All the while, the nation has fallen into recession, Congress and the presidency are both in transition, Wall Street is ricocheting daily and the Federal Reserve and Bush Treasury Department are fighting to steady the reeling financial industry.
A final deal hinged on only a couple of outstanding issues, said Senate Majority Leader Harry Reid, D-Nev.
"We would hope that we could complete work on this Detroit situation tonight or tomorrow," he said on the Senate floor.
The last issues were significant.

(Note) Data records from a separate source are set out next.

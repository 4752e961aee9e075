use super::SimulationState;
use crate::rng;
use rand::Rng;

impl SimulationState {
    /// Iterate the directed edge list in stored order, sampling whether each
    /// link fires today, applying control interruptions, and stochastically
    /// transferring infected animals.
    pub(crate) fn movement_step<R: Rng + ?Sized>(&mut self, rng: &mut R) {
        for edge in 0..self.movements.len() {
            let src = self.movements.from[edge];
            let dst = self.movements.to[edge];
            if rng::uniform(rng) > self.movements.risk[edge] {
                continue;
            }
            if self.movement_interrupted(src, dst) {
                self.totals.interrupted_movements += 1;
                if self.farms[src].is_infected() {
                    self.totals.risky_moves_blocked += 1;
                }
                continue;
            }
            self.transfer_shipment(src, dst, rng);
        }
    }

    /// A move is blocked if either endpoint is banned, if it would leave a
    /// protection zone, or if it would carry from a surveillance zone into
    /// the free area.
    fn movement_interrupted(&self, src: usize, dst: usize) -> bool {
        let (from, to) = (&self.farms[src], &self.farms[dst]);
        from.movement_banned
            || to.movement_banned
            || (from.protection_zone && !to.protection_zone)
            || (from.surveillance_zone && to.free_area)
    }

    fn transfer_shipment<R: Rng + ?Sized>(&mut self, src: usize, dst: usize, rng: &mut R) {
        let total_sheep = self.farms[src].sheep.total();
        let total_cattle = self.farms[src].cattle.total();
        if total_sheep + total_cattle < 1.0 {
            return;
        }
        let cattle_move = rng::uniform(rng) > total_sheep / (total_sheep + total_cattle);
        let movement = &self.config.movement;
        let (k, p, herd_total) = if cattle_move {
            (movement.shipment_k_cattle, movement.shipment_p_cattle, total_cattle)
        } else {
            (movement.shipment_k_sheep, movement.shipment_p_sheep, total_sheep)
        };
        let size = (1 + rng::neg_binomial(rng, k, p)).min(herd_total as u64);

        let dst_had_infection = self.farms[dst].is_infected();
        let (src_farm, dst_farm) = pair_mut(&mut self.farms, src, dst);
        let (src_herd, dst_herd) = if cattle_move {
            (&mut src_farm.cattle, &mut dst_farm.cattle)
        } else {
            (&mut src_farm.sheep, &mut dst_farm.sheep)
        };

        // Each shipped animal is infected with the source's current infected
        // fraction; the total stays fixed while the infected count runs down.
        let total = src_herd.total();
        let mut infected = src_herd.infected();
        let mut moved_infected = 0u64;
        for _ in 0..size {
            if rng::uniform(rng) < infected / total {
                let stage = sample_stage(rng, &src_herd.infectious, infected);
                let moved = src_herd.infectious[stage].min(1.0);
                src_herd.infectious[stage] -= moved;
                src_herd.moved_out += moved;
                dst_herd.infectious[stage] += moved;
                dst_herd.moved_in += moved;
                infected -= 1.0;
                moved_infected += 1;
            }
        }

        if moved_infected > 0 {
            self.totals.movement_transmissions += 1;
            let dest = &mut self.farms[dst];
            dest.ever_been_infected = true;
            if !dst_had_infection {
                dest.first_infected_due_to_movement = true;
            }
        }
    }
}

/// Pick an Erlang stage by proportional sampling against the stage masses.
fn sample_stage<R: Rng + ?Sized>(rng: &mut R, stages: &[f64], infected: f64) -> usize {
    let mut target = rng::uniform(rng) * infected;
    for (stage, &mass) in stages.iter().enumerate() {
        if target < mass {
            return stage;
        }
        target -= mass;
    }
    stages
        .iter()
        .rposition(|&mass| mass > 0.0)
        .unwrap_or(stages.len() - 1)
}

/// Disjoint mutable borrows of two slice elements. Endpoint distinctness is
/// validated at construction (no self-loop edges).
fn pair_mut<T>(items: &mut [T], a: usize, b: usize) -> (&mut T, &mut T) {
    assert_ne!(a, b, "pair_mut requires distinct indices");
    if a < b {
        let (left, right) = items.split_at_mut(b);
        (&mut left[a], &mut right[0])
    } else {
        let (left, right) = items.split_at_mut(a);
        (&mut right[0], &mut left[b])
    }
}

The White House and congressional Republicans were demanding tougher consequences for carmakers that couldn't prove to the government they were viable, including a requirement - rather than an option - for them to be cut off from federal aid.
Democrats have already given in to the White House on a key element of the measure - drawing the money from an existing loan program meant to help carmakers finance the production of greener cars. With environmentalists livid at that move, Democrats were digging in over the bar against carmakers' participation in state emissions rules lawsuits.
Sen. Mitch McConnell, R-Ky., said he was concerned that Democrats were proposing a package that "fails to require the kind of serious reform that will ensure long-term viability for struggling automobile companies."
With their approach, "we open the door to unlimited federal subsidies in the future," McConnell said.
The White House has said it shares those concerns.
"There will not be long-term financing if they can't prove long-term viability," White House Press Secretary Dana Perino said.
However, she also said, "I think overall we're headed in the right direction."
Getting 60 votes for an agreement, with many senators expected to be absent for the emergency, post-election debate, could be tricky.
Said Sen. Carl Levin, D-Mich., an ally of the auto industry: "This is a real hill to climb even if we can get agreement between the White House and congressional leaders."
The current Congress is ready to depart for the year after this week.
Cash from the Big Three bailout would immediately be plowed into General Motors Corp. and Chrysler LLC. Ford has said it does not have an emergency cash-flow problem and that it would not ask for short-term assistance. The overseer would come up with terms for restructuring the beleaguered firms by Jan. 1.
The proposal would attach an array of conditions to the bailout money, including some of the same restrictions imposed on banks as part of the Wall Street rescue. Among them are limits on executive compensation, a prohibition on paying dividends, and requirements that the government share in future profits and taxpayers be repaid before any other shareholders.
The proposal gives the car czar say-so over any major business decisions by the automakers while they're taking advantage of federal aid. The companies would have to open their books to the government, including informing the overseer of any transaction of $25 million or more.
Also included in the plan is a requirement that the carmakers taking federal aid get rid of their corporate jets - which became a potent symbol when the Big Three CEOs used them for their initial trips to Washington to plead before Congress for government assistance.
Under the Democrats' proposal, if the Big Three didn't come up with suitable restructuring plans by the end of March, the czar would have to submit his own blueprint to Congress for a government-mandated overhaul.
Democrats also inserted a provision in the bill to bail out some of the nation's largest transit systems. The bus and rail systems could be on the hook for billions of dollars in payments because exotic deals they entered into with investors - which have since been declared unlawful - have gone sour with the collapse of American International Group Inc. and other financial institutions.